Case Presentation: A 51-year-old male with history of chronic lower back pain on opiates presented with acute abdominal pain along with nausea/vomiting. The patient was concerned about constipation secondary to opiate use and used a makeshift enema at home, after which he noted bleeding from the rectum. He presented for medical evaluation and on physical exam had tenderness in the epigastric and right lower quadrant regions of the abdomen. CT imaging showed significant wall thickening involving the cecum and ascending colon, and labs were notable for WBC of 17.5, hemoglobin of 17.4, creatinine of 0.75 mg/dL and platelet count of 227. He was started on piperacillin-tazobactam in the ED and a GI pathogen panel was ordered. Colonoscopy was notable for extensive edema, erythema, friability, and exudate from the rectosigmoid until the hepatic flexure (figure 1). The GI pathogen panel then returned positive for Shiga-toxin associated E Coli (STEC) and antibiotics were stopped. During his hospitalization, he developed acute kidney injury along with new thrombocytopenia (platelet count 92) and microangiopathic hemolytic anemia (hemoglobin 11.2 with schistocytes on blood smear, haptoglobin < 30 mg/dl, LDH 766 and negative DAT) and was diagnosed with hemolytic uremic syndrome (HUS). He had a significant drop off in urine output along with increasing peripheral edema; creatinine peaked at a level of 6.12. He then started receiving high dose furosemide, which led to increased urine output and slowly his renal function improved without requiring dialysis. He was discharged with the plan to follow up with nephrology and his primary physician to ensure continued clinical improvement.

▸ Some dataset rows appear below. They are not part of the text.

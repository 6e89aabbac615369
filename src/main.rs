use std::path::PathBuf;

use anyhow::Context;
use clap::{CommandFactory, Parser, Subcommand};

use corpus_mt_prep::pipeline::{
    init_default_config, CorpusSplitter, SplitOverrides, SplitSettings, TranslateOverrides,
    TranslateSettings,
};
use corpus_mt_prep::progress::ConsoleProgress;

#[derive(Parser, Debug)]
#[command(name = "corpus-mt-prep")]
#[command(about = "Split a parallel corpus into train/valid/test and add machine translations", long_about = None)]
struct Args {
    /// Generate default config + prompt file, then exit
    #[arg(long)]
    init_config: bool,

    /// Directory to write config/prompt files (default: current directory)
    #[arg(long, value_name = "DIR")]
    init_config_dir: Option<PathBuf>,

    /// Overwrite existing config/prompt files when used with --init-config
    #[arg(long)]
    force: bool,

    /// Config file path (default: $CORPUS_MT_PREP_CONFIG, else search for corpus-mt-prep.toml upwards)
    #[arg(long, global = true)]
    config: Option<PathBuf>,

    /// No progress output on stderr
    #[arg(short, long, global = true)]
    quiet: bool,

    #[command(subcommand)]
    command: Option<Command>,
}

#[derive(Subcommand, Debug)]
enum Command {
    /// Pair two line-aligned files and write train.tsv, valid.tsv and test.tsv
    Split {
        /// First-column input (one sentence per line)
        #[arg(long, value_name = "FILE")]
        source_file: Option<PathBuf>,

        /// Second-column input, line-aligned with --source-file
        #[arg(long, value_name = "FILE")]
        target_file: Option<PathBuf>,

        /// Sampling seed (default: 1234)
        #[arg(long)]
        seed: Option<u64>,

        /// Where the partition files go
        #[arg(long, value_name = "DIR")]
        output_dir: Option<PathBuf>,
    },
    /// Add a machine-translation column to partition files, in place
    Translate {
        /// Partition files (default: train.tsv valid.tsv test.tsv)
        #[arg(value_name = "TSV")]
        files: Vec<PathBuf>,

        /// Backend name from config
        #[arg(long)]
        backend: Option<String>,

        /// Translation model GGUF (overrides backend path)
        #[arg(long, value_name = "GGUF")]
        model: Option<PathBuf>,

        /// Sentences per inference batch (default: 32)
        #[arg(long)]
        batch_size: Option<usize>,

        /// Beam width (default: 4)
        #[arg(long)]
        num_beams: Option<usize>,

        /// Threads for llama.cpp (default: -1 = auto)
        #[arg(long)]
        threads: Option<i32>,

        /// GPU layers for llama.cpp (default: -1 = offload as much as possible)
        #[arg(long)]
        gpu_layers: Option<i32>,
    },
}

fn main() -> anyhow::Result<()> {
    let args = Args::parse();
    let progress = ConsoleProgress::new(!args.quiet);

    if args.init_config {
        let dir = args
            .init_config_dir
            .clone()
            .unwrap_or_else(|| std::env::current_dir().unwrap_or_else(|_| PathBuf::from(".")));
        let cfg_path = init_default_config(&dir, args.force).context("init default config")?;
        eprintln!("Wrote config: {}", cfg_path.display());
        return Ok(());
    }

    let Some(command) = args.command else {
        let mut cmd = Args::command();
        cmd.print_help().context("print help")?;
        eprintln!(
            "\n\nUSAGE:\n  corpus-mt-prep split\n  corpus-mt-prep translate\n\nTIPS:\n  - Run split first; translate rewrites its train/valid/test.tsv in place.\n  - corpus-mt-prep --init-config writes an editable corpus-mt-prep.toml.\n"
        );
        return Ok(());
    };

    match command {
        Command::Split {
            source_file,
            target_file,
            seed,
            output_dir,
        } => {
            let cfg = SplitSettings::load(
                args.config,
                SplitOverrides {
                    source_file,
                    target_file,
                    seed,
                    output_dir,
                },
            )
            .context("build split config")?;
            CorpusSplitter::new(cfg, progress).run()?;
        }
        Command::Translate {
            files,
            backend,
            model,
            batch_size,
            num_beams,
            threads,
            gpu_layers,
        } => {
            let cfg = TranslateSettings::load(
                args.config,
                TranslateOverrides {
                    files,
                    backend,
                    model,
                    batch_size,
                    num_beams,
                    threads,
                    gpu_layers,
                },
            )
            .context("build translate config")?;
            run_translate(cfg, progress)?;
        }
    }
    Ok(())
}

#[cfg(feature = "native")]
fn run_translate(cfg: TranslateSettings, progress: ConsoleProgress) -> anyhow::Result<()> {
    let report = corpus_mt_prep::pipeline::BatchTranslator::new(cfg, progress).run()?;
    let rows: usize = report.done.iter().map(|(_, n)| n).sum();
    eprintln!("Translated {rows} rows in {} files", report.done.len());
    Ok(())
}

#[cfg(not(feature = "native"))]
fn run_translate(_cfg: TranslateSettings, _progress: ConsoleProgress) -> anyhow::Result<()> {
    Err(anyhow::anyhow!(
        "translate needs the llama.cpp engine: rebuild with --features native"
    ))
}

Discussion: STEC can cause bloody diarrhea and associated HUS, which is defined as a triad of mechanical hemolytic anemia, thrombocytopenia, and acute kidney injury. Most cases of HUS are seen in children, HUS is rarely seen in adults. It is associated with foodborne outbreaks typically following consumption of contaminated food (ground beef, leafy greens, and sprouts) and water. Sporadic cases have been reported, as seen in our case. Management of HUS in adults remains supportive as no specific therapies have been shown to ameliorate the course of the disease. Antimotility agents, antibiotics and narcotics should not be given to acutely infected patients, and administration of intravenous fluids is needed.
Conclusions: Most cases of Shiga toxin-associated HUS are caused by Shiga toxin-producing bacteria; among which STEC O157:H7 has the strongest association worldwide with HUS. Shiga toxin-associated HUS is seen predominantly in children, rarely in adults. We present a case of sporadic Shiga toxin-associated HUS in an adult male. While most clinical data on STEC infections are derived from studies in children, STEC infections and associated HUS can affect people of all ages and can be fatal.